DNA-based PCR test accurately predicts antibiotic resistance
A rapid high-throughput PCR test developed by OpGen “accurately and reliably” predicted antibiotic resistance in common bacteria at a rate of 90% or higher, researchers reported.
According to a study published in Antimicrobial Agents and Chemotherapy, the researchers evaluated more than 7,500 highly antibiotic-resistant clinical isolates of Escherichia coli, Klebsiella pneumoniae, Proteus mirabilis and Pseudomonas aeruginosa for antibiotic-resistance genes and compared them with phenotypic resistance across penicillins, cephalosporins, carbapenems, aminoglycosides, trimethoprim-sulfamethoxazole, fluoroquinolones and macrolides.
“In the most comprehensive study of its kind, OpGen’s informatics technology (Acuitas Lighthouse) rapidly predicted antibiotic resistance to 15 antibiotics accurately and reliably, with an average positive predictive value of 90%,” G. Terrance Walker, PhD, senior vice president of research and development at OpGen, told Infectious Disease News. “On a larger scale, the paper supports a potential breakthrough in the global effort to speed up the rapid detection of antimicrobial resistance.
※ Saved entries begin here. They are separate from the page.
use std::io::{BufRead, Write};

use chrono::NaiveDateTime;
use serde::Serialize;
use tracing::debug;

use crate::error::Result;
use crate::store::{Catalog, ProblemStore};

/// A response typed at the practice prompt.
#[derive(Debug, Clone, Copy, PartialEq, Eq)]
pub enum Action {
    Completed,
    Reset,
    Exit,
    Skip,
}

impl Action {
    pub fn parse(input: &str) -> Self {
        match input.trim().to_lowercase().as_str() {
            "completed" | "c" | "done" => Action::Completed,
            "reset" => Action::Reset,
            "exit" | "q" | "quit" => Action::Exit,
            _ => Action::Skip,
        }
    }
}

#[derive(Debug, Clone, Default, PartialEq, Eq, Serialize)]
pub struct SessionSummary {
    pub shown: usize,
    pub completed: usize,
    pub skipped: usize,
    pub reset: bool,
}

/// Walks the practice queue one problem at a time, prompting for each.
pub struct PracticeSession<'a> {
    store: &'a mut ProblemStore,
    catalog: &'a Catalog<'a>,
    now: NaiveDateTime,
}

impl<'a> PracticeSession<'a> {
    pub fn new(store: &'a mut ProblemStore, catalog: &'a Catalog<'a>, now: NaiveDateTime) -> Self {
        Self {
            store,
            catalog,
            now,
        }
    }

    /// `persist` is called after every change to the store.
    pub fn run<R, W, F>(&mut self, mut input: R, mut out: W, mut persist: F) -> Result<SessionSummary>
    where
        R: BufRead,
        W: Write,
        F: FnMut(&ProblemStore) -> Result<()>,
    {
        let mut summary = SessionSummary::default();

        // Snapshot the queue so completions don't reorder it mid-session
        let queue: Vec<String> = self
            .store
            .next_problems(self.now.date())
            .map(|(name, _)| name.to_string())
            .collect();

        if queue.is_empty() {
            writeln!(out, "Nothing due and nothing new. Come back later!")?;
            return Ok(summary);
        }

        for name in queue {
            let Some(record) = self.store.get(&name) else {
                continue;
            };
            summary.shown += 1;

            writeln!(out)?;
            writeln!(out, "{}", name)?;
            writeln!(out, "{}", record.url)?;
            writeln!(out, "Tag: {} | Count: {}", record.tag, record.count)?;
            write!(out, "\nAction (completed/reset/exit): ")?;
            out.flush()?;

            let mut line = String::new();
            if input.read_line(&mut line)? == 0 {
                debug!("input closed, ending session");
                break;
            }

            match Action::parse(&line) {
                Action::Completed => {
                    let count = self.store.increment_count(&name, self.now)?;
                    persist(self.store)?;
                    summary.completed += 1;
                    writeln!(out, "✓ Marked as completed! Total count: {}", count)?;
                }
                Action::Reset => {
                    self.store.reset(self.catalog, self.now);
                    persist(self.store)?;
                    summary.reset = true;
                    writeln!(out, "Problems reset to default state.")?;
                    break;
                }
                Action::Exit => break,
                Action::Skip => summary.skipped += 1,
            }
        }

        Ok(summary)
    }
}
“Today, phenotypic methods based on bacterial growth are the standard of care. It can take days to provide results to patients. However, DNA testing can be completed in just hours and represents an attractive potential solution. Showing that DNA testing can be used to accurately predict antibiotic resistance has been a critical challenge that scientists have been working on for many years. This paper demonstrates that a well-defined set of DNA markers can potentially be used to perform rapid, accurate antibiotic resistance detection in key pathogens.”
Walker and colleagues reported testing 2,919 E. coli isolates, 1,974 K. pneumoniae isolates, 1,150 P. mirabilis isolates and 1,484 P. aeruginosa isolates, of which 34% originated in hospitals in North America, 23% in Europe, 13% in Asia, 12% in South America, 7% in Africa and 1% in Oceania, according to the study. Another 9% of tested isolates were of unknown origin.
According to the study, they “developed statistical methods to predict phenotypic resistance from resistance genes for 49 antibiotic-organism combinations, including gentamicin, tobramycin, ciprofloxacin, levofloxacin, trimethoprim-sulfamethoxazole, ertapenem, imipenem, cefazolin, cefepime, cefotaxime, ceftazidime, ceftriaxone, ampicillin, and aztreonam.”
The findings revealed that the test’s average positive predictive value for genotypic prediction of phenotypic resistance was 91% for E. coli, 93% for K. pneumoniae, 87% for P. mirabilis and 92% for P. aeruginosa, according to the study.
OpGen expects the first FDA clearances for the test this year, Walker noted.
“In high-risk patients needing urgent care and patients with complicated urinary tract infections, the faster determination of appropriate antibiotic therapy translates to improved health outcomes, lower hospital costs and better antibiotic stewardship,” Walker said. “OpGen’s technology is the application of precision medicine to infectious disease management, which has become more complex with the proliferation of antimicrobial resistance.” – by Marley Ghizzone
Disclosure: Walker is employed by OpGen.